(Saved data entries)
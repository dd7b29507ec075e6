//! # Herodex Core
//!
//! Character catalog engine: pages a remote catalog, merges pages into
//! alphabetical sections, debounces a search box into a browse/search mode
//! machine, and keeps a persisted favorite set.
//!
//! ## Architecture
//!
//! - `catalog/` - Record validation, section merge, paging aggregator
//! - `search/` - Debouncer and the browse/search coordinator
//! - `favorites/` - Favorite store seam and the toggle controller
//! - `source/` - Remote catalog seam and the signed HTTP client
//! - `state/` - Local SQLite key-value store
//! - `browser/` - Single-task runtime wiring the pieces together
//!
//! ## Usage
//!
//! ```rust,ignore
//! use herodex_core::{spawn_browser, CatalogConfig, HerodexDb, MarvelSource};
//!
//! let config = CatalogConfig::from_env()?;
//! let source = Arc::new(MarvelSource::new(config.api.clone())?);
//! let store = Arc::new(HerodexDb::open()?);
//! let browser = spawn_browser(&config, source, store).await;
//! browser.input("Iron").await?;
//! ```

pub mod browser;
pub mod catalog;
pub mod config;
pub mod error;
pub mod favorites;
pub mod search;
pub mod source;
pub mod state;

#[cfg(test)]
mod testing;

pub use browser::{spawn_browser, BrowserHandle, BrowserSnapshot, CatalogEvent};
pub use catalog::{Catalog, Character, CharacterDetail, CharacterId, Comic, Section};
pub use config::{ApiConfig, CatalogConfig};
pub use error::{FetchError, MalformedRecordError, PersistenceError};
pub use favorites::{FavoriteSet, FavoriteStore, MemoryStore};
pub use search::SearchMode;
pub use source::{CatalogSource, MarvelSource, PageRequest};
pub use state::HerodexDb;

_Problem to solve_.
From the first line above through the line that contains "the browse/search coordinator", quote each line exactly. Output nothing more.

_Task result_.
repository dd7b29507ec075e6
//! # Herodex Core
//!
//! Character catalog engine: pages a remote catalog, merges pages into
//! alphabetical sections, debounces a search box into a browse/search mode
//! machine, and keeps a persisted favorite set.
//!
//! ## Architecture
//!
//! - `catalog/` - Record validation, section merge, paging aggregator
//! - `search/` - Debouncer and the browse/search coordinator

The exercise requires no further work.